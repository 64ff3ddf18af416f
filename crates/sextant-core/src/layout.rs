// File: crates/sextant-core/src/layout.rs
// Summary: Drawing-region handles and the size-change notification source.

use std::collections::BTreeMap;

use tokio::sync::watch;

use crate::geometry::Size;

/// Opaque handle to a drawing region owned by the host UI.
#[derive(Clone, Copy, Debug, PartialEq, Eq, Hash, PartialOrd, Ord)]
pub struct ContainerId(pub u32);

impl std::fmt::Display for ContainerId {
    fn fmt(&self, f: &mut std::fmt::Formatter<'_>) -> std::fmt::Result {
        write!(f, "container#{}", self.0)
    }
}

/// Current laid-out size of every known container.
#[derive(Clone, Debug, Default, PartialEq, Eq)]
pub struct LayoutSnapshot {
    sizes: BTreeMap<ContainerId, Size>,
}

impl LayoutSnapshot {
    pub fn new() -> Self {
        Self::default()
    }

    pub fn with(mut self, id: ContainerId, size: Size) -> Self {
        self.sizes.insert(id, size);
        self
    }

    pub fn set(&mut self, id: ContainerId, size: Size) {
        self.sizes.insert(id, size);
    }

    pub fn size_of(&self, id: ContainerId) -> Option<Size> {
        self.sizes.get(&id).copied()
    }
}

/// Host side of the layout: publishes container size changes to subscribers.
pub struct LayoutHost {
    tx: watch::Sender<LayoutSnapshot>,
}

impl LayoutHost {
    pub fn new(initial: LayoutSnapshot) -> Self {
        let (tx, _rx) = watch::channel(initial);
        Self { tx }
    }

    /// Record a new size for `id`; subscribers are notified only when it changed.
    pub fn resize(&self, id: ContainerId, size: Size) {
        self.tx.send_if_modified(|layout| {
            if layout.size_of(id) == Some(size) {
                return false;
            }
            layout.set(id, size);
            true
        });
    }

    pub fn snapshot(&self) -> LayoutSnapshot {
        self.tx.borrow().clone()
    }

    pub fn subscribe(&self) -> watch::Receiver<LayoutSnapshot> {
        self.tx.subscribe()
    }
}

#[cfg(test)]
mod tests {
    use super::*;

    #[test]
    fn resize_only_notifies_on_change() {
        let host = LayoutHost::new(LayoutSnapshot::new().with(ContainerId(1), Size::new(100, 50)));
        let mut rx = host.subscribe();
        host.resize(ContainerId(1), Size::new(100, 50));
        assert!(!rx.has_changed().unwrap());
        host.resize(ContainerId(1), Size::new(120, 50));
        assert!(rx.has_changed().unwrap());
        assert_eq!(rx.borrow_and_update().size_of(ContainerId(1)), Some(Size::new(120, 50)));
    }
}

________________________

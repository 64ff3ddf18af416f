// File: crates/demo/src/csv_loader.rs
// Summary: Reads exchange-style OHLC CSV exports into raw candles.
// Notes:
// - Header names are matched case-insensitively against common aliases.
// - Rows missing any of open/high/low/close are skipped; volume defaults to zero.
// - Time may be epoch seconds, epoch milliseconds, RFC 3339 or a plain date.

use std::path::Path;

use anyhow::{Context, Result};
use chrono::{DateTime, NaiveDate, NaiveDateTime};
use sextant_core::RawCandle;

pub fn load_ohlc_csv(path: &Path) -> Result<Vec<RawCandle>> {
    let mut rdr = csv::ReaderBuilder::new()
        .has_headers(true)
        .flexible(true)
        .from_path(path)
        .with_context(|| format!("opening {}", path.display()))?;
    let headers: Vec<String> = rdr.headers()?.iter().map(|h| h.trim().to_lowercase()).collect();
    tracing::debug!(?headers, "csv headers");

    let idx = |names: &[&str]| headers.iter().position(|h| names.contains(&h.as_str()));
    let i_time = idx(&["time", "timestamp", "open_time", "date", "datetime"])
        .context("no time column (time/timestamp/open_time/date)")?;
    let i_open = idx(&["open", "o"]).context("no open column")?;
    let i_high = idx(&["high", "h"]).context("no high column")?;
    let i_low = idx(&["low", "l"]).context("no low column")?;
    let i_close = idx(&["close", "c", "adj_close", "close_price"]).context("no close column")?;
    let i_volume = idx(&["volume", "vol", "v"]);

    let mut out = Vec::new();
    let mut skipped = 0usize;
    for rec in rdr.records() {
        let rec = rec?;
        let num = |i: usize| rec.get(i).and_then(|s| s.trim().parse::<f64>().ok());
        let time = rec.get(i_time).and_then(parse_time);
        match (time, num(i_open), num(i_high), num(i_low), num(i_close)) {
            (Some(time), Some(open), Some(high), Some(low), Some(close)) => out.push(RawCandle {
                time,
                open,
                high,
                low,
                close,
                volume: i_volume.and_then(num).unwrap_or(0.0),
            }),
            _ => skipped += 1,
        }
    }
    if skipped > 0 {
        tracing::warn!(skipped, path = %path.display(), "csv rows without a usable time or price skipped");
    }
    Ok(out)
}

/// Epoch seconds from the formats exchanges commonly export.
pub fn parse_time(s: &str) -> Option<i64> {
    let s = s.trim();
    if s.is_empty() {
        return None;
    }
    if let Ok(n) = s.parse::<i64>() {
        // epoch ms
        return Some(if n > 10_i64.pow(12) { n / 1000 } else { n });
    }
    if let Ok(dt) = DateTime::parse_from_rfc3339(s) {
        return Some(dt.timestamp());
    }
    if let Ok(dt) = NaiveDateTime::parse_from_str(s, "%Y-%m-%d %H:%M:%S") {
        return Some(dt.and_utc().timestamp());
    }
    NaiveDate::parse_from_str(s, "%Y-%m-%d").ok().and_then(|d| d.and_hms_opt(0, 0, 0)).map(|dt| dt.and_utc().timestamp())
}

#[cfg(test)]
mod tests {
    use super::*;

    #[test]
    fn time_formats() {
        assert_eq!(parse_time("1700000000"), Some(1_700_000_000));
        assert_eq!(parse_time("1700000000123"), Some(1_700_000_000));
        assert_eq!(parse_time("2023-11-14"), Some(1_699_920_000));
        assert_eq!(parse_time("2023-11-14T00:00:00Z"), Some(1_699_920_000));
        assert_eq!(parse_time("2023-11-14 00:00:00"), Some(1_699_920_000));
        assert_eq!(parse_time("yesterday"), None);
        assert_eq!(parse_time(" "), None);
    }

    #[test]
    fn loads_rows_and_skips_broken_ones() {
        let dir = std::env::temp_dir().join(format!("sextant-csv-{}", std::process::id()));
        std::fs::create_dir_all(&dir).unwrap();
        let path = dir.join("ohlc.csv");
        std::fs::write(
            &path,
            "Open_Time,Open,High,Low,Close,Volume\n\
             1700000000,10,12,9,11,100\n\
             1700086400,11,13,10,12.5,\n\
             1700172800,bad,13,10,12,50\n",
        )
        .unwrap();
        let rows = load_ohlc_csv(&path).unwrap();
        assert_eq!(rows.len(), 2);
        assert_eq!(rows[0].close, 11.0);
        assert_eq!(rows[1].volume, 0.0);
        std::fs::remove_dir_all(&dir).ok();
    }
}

________________________

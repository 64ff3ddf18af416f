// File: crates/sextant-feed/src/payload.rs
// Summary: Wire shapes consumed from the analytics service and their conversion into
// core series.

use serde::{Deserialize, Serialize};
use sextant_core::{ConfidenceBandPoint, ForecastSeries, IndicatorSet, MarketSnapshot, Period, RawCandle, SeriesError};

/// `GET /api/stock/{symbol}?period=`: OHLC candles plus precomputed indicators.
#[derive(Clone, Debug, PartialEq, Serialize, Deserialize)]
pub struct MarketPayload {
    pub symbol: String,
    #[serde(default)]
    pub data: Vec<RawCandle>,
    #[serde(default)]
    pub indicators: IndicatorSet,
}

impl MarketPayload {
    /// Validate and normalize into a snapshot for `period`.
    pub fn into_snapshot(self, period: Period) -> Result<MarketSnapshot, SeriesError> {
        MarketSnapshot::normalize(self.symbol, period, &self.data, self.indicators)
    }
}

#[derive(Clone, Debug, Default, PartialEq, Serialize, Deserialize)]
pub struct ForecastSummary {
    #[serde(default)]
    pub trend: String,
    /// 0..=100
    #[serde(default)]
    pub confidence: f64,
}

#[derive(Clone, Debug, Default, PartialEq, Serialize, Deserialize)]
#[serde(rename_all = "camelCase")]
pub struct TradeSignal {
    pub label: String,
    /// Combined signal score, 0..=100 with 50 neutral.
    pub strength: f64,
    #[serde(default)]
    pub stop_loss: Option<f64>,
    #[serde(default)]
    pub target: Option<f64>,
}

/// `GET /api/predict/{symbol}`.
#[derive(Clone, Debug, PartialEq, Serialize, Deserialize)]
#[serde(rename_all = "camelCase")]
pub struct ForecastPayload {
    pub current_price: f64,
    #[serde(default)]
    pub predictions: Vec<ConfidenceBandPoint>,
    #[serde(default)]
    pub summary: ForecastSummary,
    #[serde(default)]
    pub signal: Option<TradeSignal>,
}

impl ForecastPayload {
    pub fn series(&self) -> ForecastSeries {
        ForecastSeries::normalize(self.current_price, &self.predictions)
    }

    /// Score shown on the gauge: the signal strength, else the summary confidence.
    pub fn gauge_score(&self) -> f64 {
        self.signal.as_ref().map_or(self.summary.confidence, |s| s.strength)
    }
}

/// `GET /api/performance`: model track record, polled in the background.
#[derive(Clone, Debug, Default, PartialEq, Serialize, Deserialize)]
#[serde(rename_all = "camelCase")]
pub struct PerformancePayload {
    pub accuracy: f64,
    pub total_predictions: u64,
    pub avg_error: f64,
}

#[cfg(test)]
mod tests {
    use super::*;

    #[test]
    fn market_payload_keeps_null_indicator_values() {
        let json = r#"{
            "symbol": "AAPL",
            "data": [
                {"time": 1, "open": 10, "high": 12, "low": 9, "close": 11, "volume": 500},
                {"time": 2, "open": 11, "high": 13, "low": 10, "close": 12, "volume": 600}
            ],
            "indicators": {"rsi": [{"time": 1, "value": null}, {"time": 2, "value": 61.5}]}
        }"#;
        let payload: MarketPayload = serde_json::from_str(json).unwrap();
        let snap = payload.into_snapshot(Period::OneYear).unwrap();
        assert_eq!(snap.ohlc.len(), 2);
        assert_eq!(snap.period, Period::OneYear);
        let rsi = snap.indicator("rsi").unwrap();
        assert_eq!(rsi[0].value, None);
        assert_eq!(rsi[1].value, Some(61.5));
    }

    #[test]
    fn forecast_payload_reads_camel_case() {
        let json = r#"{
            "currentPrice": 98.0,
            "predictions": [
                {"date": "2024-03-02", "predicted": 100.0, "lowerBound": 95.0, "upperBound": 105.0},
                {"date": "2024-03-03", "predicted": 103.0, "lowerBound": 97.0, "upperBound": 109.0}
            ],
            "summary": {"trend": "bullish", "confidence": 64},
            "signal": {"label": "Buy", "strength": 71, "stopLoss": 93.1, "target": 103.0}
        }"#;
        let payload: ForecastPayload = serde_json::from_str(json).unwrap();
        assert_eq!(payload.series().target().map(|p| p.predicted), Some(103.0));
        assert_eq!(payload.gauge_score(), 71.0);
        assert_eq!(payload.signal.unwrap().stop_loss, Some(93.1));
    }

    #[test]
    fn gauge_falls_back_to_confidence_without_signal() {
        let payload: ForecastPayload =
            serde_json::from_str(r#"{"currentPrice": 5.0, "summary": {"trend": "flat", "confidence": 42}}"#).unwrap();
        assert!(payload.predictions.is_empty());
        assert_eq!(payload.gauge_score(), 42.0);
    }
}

________________________

• _Exercise directions_: Look above for the line holding "let mut skipped = 0usize;". Print it and every line after it, exactly, through the line holding "match (time, num(i_open), num(i_high), num(i_low), num(i_close))".

• _Task result_:
    let mut skipped = 0usize;
    for rec in rdr.records() {
        let rec = rec?;
        let num = |i: usize| rec.get(i).and_then(|s| s.trim().parse::<f64>().ok());
        let time = rec.get(i_time).and_then(parse_time);
        match (time, num(i_open), num(i_high), num(i_low), num(i_close)) {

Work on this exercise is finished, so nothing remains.